Process Google Sheets data in Python with Pandas (example: running distance over time)

Every now and then I do a little bit of data mangling for personal use using tools that I got to appreciate, mainly during professional work.

In this blog post I would like to share an example for simple and yet powerful end-to-end data processing using Google Sheets, Python, and Pandas (and I have to notice: my first blog post about data analysis with Pandas is already more than six years old, time flies by).

Raw data in a spreadsheet: a date and a distance for every run

I have a chaotic spreadsheet in Google Sheets where I keep track of my runs. It is easy to edit from the smartphone, and synchronized across devices.
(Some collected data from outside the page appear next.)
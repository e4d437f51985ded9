//! Payload encoding for the save/export path.
//!
//! The extracted RGBA raster is encoded to the configured output format.
//! Format and quality are configuration, validated at construction time; by
//! the time bytes reach this module the format is one of the closed
//! [`OutputFormat`](crate::OutputFormat) set.

mod jpeg;
mod png;
mod webp;

pub use jpeg::encode_jpeg;
pub use png::encode_png;
pub use webp::encode_webp;

use thiserror::Error;

use crate::extract::RGBA_CHANNELS;
use crate::OutputFormat;

/// Errors that can occur while encoding the output raster.
#[derive(Debug, Error)]
pub enum EncodeError {
    /// Pixel data length doesn't match expected dimensions
    #[error("Invalid pixel data: expected {expected} bytes (width * height * 4), got {actual}")]
    InvalidPixelData { expected: usize, actual: usize },

    /// Width or height is zero
    #[error("Invalid dimensions: width ({width}) and height ({height}) must be non-zero")]
    InvalidDimensions { width: u32, height: u32 },

    /// The underlying encoder failed
    #[error("{format} encoding failed: {message}")]
    EncodingFailed {
        format: &'static str,
        message: String,
    },
}

/// An encoded output image ready to hand to the embedding application.
#[derive(Debug, Clone, PartialEq)]
pub struct EncodedPayload {
    pub format: OutputFormat,
    pub bytes: Vec<u8>,
}

impl EncodedPayload {
    /// MIME type matching the payload bytes.
    pub fn mime_type(&self) -> &'static str {
        self.format.mime_type()
    }
}

/// Encode an RGBA raster in the requested output format.
///
/// `quality` is the configured 0.0-1.0 value. Only JPEG consumes it; PNG is
/// lossless by nature and the WebP encoder used here is lossless-only.
pub fn encode(
    pixels: &[u8],
    width: u32,
    height: u32,
    format: OutputFormat,
    quality: f64,
) -> Result<Vec<u8>, EncodeError> {
    validate_raster(pixels, width, height)?;

    match format {
        OutputFormat::Png => png::encode_png(pixels, width, height),
        OutputFormat::Jpeg => jpeg::encode_jpeg(pixels, width, height, quality),
        OutputFormat::Webp => webp::encode_webp(pixels, width, height),
    }
}

/// Shared dimension and buffer-length validation for all encoders.
fn validate_raster(pixels: &[u8], width: u32, height: u32) -> Result<(), EncodeError> {
    if width == 0 || height == 0 {
        return Err(EncodeError::InvalidDimensions { width, height });
    }

    let expected = (width as usize) * (height as usize) * RGBA_CHANNELS;
    if pixels.len() != expected {
        return Err(EncodeError::InvalidPixelData {
            expected,
            actual: pixels.len(),
        });
    }

    Ok(())
}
This is a screenshot of a part of that spreadsheet (hiding some irrelevant columns, showing only a small fraction of the rows):

Each row in the date column refers to a specific day using the text format YYYY-MM-DD. Some rows in the km column contain numerical values. Each of these means that I have made a run of the distance given by the value, in kilometers, on the corresponding day. Missing values in the km column mean that on those days I did not do a run (or forgot to keep track of it). In the screenshot, it looks like days in the date column are represented without gaps, but that is not important.

Now you know about the kind of data that I have been entering manually for about half a year, about my runs.

Analysis goal

My goal today was to do a tiny bit of data analysis — for myself — and to then write this blog post, for you :-).

In terms of data analysis, my goal was to look into the evolution of my running performance over time. I wanted to start by looking at “running distance per week”. Specifically, my goal was to perform a rolling window analysis with a window width wider than a week (to focus on changes on longer time scales more than on fast fluctuations), and to plot the outcome.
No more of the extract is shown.